-- EXERCISE BRIEF --
Below are records to be output exactly, every one of them.

§

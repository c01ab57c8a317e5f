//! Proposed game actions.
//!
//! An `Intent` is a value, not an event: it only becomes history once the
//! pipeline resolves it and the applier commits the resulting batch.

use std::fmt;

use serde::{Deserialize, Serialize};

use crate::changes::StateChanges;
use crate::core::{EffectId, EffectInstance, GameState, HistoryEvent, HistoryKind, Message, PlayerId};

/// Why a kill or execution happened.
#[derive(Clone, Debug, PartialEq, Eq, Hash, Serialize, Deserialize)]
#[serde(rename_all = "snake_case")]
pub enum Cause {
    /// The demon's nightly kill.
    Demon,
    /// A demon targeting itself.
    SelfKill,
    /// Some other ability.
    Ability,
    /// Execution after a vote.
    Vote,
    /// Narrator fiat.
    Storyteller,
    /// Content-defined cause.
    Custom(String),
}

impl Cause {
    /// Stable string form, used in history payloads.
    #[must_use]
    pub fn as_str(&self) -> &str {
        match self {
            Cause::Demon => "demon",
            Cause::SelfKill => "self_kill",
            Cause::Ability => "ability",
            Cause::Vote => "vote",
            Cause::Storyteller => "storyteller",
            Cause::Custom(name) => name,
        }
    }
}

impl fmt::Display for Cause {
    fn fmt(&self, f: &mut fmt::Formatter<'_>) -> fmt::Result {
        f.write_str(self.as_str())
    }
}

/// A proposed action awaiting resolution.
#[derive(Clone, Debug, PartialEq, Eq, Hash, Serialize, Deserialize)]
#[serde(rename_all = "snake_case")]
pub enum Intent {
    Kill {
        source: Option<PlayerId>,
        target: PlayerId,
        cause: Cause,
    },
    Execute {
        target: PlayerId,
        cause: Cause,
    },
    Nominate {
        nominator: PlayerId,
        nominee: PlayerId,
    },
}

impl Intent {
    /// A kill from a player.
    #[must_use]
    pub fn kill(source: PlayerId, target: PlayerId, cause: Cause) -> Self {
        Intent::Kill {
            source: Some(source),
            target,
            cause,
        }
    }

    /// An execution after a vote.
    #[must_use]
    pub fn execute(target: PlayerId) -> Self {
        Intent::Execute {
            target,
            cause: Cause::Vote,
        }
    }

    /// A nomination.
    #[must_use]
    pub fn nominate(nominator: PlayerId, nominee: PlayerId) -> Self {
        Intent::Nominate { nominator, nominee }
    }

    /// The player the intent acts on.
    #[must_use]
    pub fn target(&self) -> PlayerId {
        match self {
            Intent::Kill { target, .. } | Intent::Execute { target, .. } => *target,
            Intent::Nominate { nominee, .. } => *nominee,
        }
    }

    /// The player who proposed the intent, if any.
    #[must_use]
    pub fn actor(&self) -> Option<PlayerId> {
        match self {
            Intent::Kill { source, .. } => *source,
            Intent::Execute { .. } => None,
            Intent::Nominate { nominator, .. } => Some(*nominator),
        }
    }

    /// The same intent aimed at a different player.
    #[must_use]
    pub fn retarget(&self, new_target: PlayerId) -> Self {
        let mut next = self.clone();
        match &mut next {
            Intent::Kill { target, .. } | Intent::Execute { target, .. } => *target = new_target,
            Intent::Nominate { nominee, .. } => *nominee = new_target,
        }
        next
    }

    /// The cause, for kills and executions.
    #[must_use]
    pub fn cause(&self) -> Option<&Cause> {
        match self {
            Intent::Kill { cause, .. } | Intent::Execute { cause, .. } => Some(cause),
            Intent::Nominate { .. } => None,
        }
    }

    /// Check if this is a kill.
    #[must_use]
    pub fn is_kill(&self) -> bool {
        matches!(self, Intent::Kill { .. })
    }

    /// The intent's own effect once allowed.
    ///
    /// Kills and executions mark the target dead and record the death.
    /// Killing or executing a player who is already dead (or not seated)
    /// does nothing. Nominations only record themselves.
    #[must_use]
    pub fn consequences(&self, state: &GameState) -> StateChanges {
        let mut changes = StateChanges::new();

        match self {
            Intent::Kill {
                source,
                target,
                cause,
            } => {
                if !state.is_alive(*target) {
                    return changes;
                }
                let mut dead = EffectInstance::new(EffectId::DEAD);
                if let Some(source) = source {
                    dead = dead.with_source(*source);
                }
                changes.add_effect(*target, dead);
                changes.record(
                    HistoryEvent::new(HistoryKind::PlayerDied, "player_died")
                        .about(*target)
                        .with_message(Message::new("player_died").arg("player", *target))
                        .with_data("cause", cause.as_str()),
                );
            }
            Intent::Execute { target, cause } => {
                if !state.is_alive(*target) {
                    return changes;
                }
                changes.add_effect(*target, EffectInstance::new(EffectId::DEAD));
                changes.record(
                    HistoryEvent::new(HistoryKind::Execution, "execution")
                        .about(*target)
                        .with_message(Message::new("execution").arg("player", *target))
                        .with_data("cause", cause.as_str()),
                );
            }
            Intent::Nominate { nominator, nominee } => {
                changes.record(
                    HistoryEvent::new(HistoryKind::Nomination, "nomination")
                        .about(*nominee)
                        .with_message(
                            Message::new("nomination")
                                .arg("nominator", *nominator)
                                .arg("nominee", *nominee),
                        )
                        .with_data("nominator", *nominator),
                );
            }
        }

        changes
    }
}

§

-- EXERCISE SOLUTION --
repository c01ab57c8a317e5f
//! Proposed game actions.
//!
//! An `Intent` is a value, not an event: it only becomes history once the
//! pipeline resolves it and the applier commits the resulting batch.

use std::fmt;

use serde::{Deserialize, Serialize};

use crate::changes::StateChanges;
use crate::core::{EffectId, EffectInstance, GameState, HistoryEvent, HistoryKind, Message, PlayerId};

/// Why a kill or execution happened.
#[derive(Clone, Debug, PartialEq, Eq, Hash, Serialize, Deserialize)]
#[serde(rename_all = "snake_case")]
pub enum Cause {
    /// The demon's nightly kill.
    Demon,
    /// A demon targeting itself.
    SelfKill,
    /// Some other ability.
    Ability,
    /// Execution after a vote.
    Vote,
    /// Narrator fiat.
    Storyteller,
    /// Content-defined cause.
    Custom(String),
}

impl Cause {
    /// Stable string form, used in history payloads.
    #[must_use]
    pub fn as_str(&self) -> &str {
        match self {
            Cause::Demon => "demon",
            Cause::SelfKill => "self_kill",
            Cause::Ability => "ability",
            Cause::Vote => "vote",
            Cause::Storyteller => "storyteller",
            Cause::Custom(name) => name,
        }
    }
}

impl fmt::Display for Cause {
    fn fmt(&self, f: &mut fmt::Formatter<'_>) -> fmt::Result {
        f.write_str(self.as_str())
    }
}

/// A proposed action awaiting resolution.
#[derive(Clone, Debug, PartialEq, Eq, Hash, Serialize, Deserialize)]
#[serde(rename_all = "snake_case")]
pub enum Intent {
    Kill {
        source: Option<PlayerId>,
        target: PlayerId,
        cause: Cause,
    },
    Execute {
        target: PlayerId,
        cause: Cause,
    },
    Nominate {
        nominator: PlayerId,
        nominee: PlayerId,
    },
}

impl Intent {
    /// A kill from a player.
    #[must_use]
    pub fn kill(source: PlayerId, target: PlayerId, cause: Cause) -> Self {
        Intent::Kill {
            source: Some(source),
            target,
            cause,
        }
    }

    /// An execution after a vote.
    #[must_use]
    pub fn execute(target: PlayerId) -> Self {
        Intent::Execute {
            target,
            cause: Cause::Vote,
        }
    }

    /// A nomination.
    #[must_use]
    pub fn nominate(nominator: PlayerId, nominee: PlayerId) -> Self {
        Intent::Nominate { nominator, nominee }
    }

    /// The player the intent acts on.
    #[must_use]
    pub fn target(&self) -> PlayerId {
        match self {
            Intent::Kill { target, .. } | Intent::Execute { target, .. } => *target,
            Intent::Nominate { nominee, .. } => *nominee,
        }
    }

    /// The player who proposed the intent, if any.
    #[must_use]
    pub fn actor(&self) -> Option<PlayerId> {
        match self {
            Intent::Kill { source, .. } => *source,
            Intent::Execute { .. } => None,
            Intent::Nominate { nominator, .. } => Some(*nominator),
        }
    }

    /// The same intent aimed at a different player.
    #[must_use]
    pub fn retarget(&self, new_target: PlayerId) -> Self {
        let mut next = self.clone();
        match &mut next {
            Intent::Kill { target, .. } | Intent::Execute { target, .. } => *target = new_target,
            Intent::Nominate { nominee, .. } => *nominee = new_target,
        }
        next
    }

    /// The cause, for kills and executions.
    #[must_use]
    pub fn cause(&self) -> Option<&Cause> {
        match self {
            Intent::Kill { cause, .. } | Intent::Execute { cause, .. } => Some(cause),
            Intent::Nominate { .. } => None,
        }
    }

    /// Check if this is a kill.
    #[must_use]
    pub fn is_kill(&self) -> bool {
        matches!(self, Intent::Kill { .. })
    }

    /// The intent's own effect once allowed.
    ///
    /// Kills and executions mark the target dead and record the death.
    /// Killing or executing a player who is already dead (or not seated)
    /// does nothing. Nominations only record themselves.
    #[must_use]
    pub fn consequences(&self, state: &GameState) -> StateChanges {
        let mut changes = StateChanges::new();

        match self {
            Intent::Kill {
                source,
                target,
                cause,
            } => {
                if !state.is_alive(*target) {
                    return changes;
                }
                let mut dead = EffectInstance::new(EffectId::DEAD);
                if let Some(source) = source {
                    dead = dead.with_source(*source);
                }
                changes.add_effect(*target, dead);
                changes.record(
                    HistoryEvent::new(HistoryKind::PlayerDied, "player_died")
                        .about(*target)
                        .with_message(Message::new("player_died").arg("player", *target))
                        .with_data("cause", cause.as_str()),
                );
            }
            Intent::Execute { target, cause } => {
                if !state.is_alive(*target) {
                    return changes;
                }
                changes.add_effect(*target, EffectInstance::new(EffectId::DEAD));
                changes.record(
                    HistoryEvent::new(HistoryKind::Execution, "execution")
                        .about(*target)
                        .with_message(Message::new("execution").arg("player", *target))
                        .with_data("cause", cause.as_str()),
                );
            }
            Intent::Nominate { nominator, nominee } => {
                changes.record(
                    HistoryEvent::new(HistoryKind::Nomination, "nomination")
                        .about(*nominee)
                        .with_message(
                            Message::new("nomination")
                                .arg("nominator", *nominator)
                                .arg("nominee", *nominee),
                        )
                        .with_data("nominator", *nominator),
                );
            }
        }

        changes
    }
}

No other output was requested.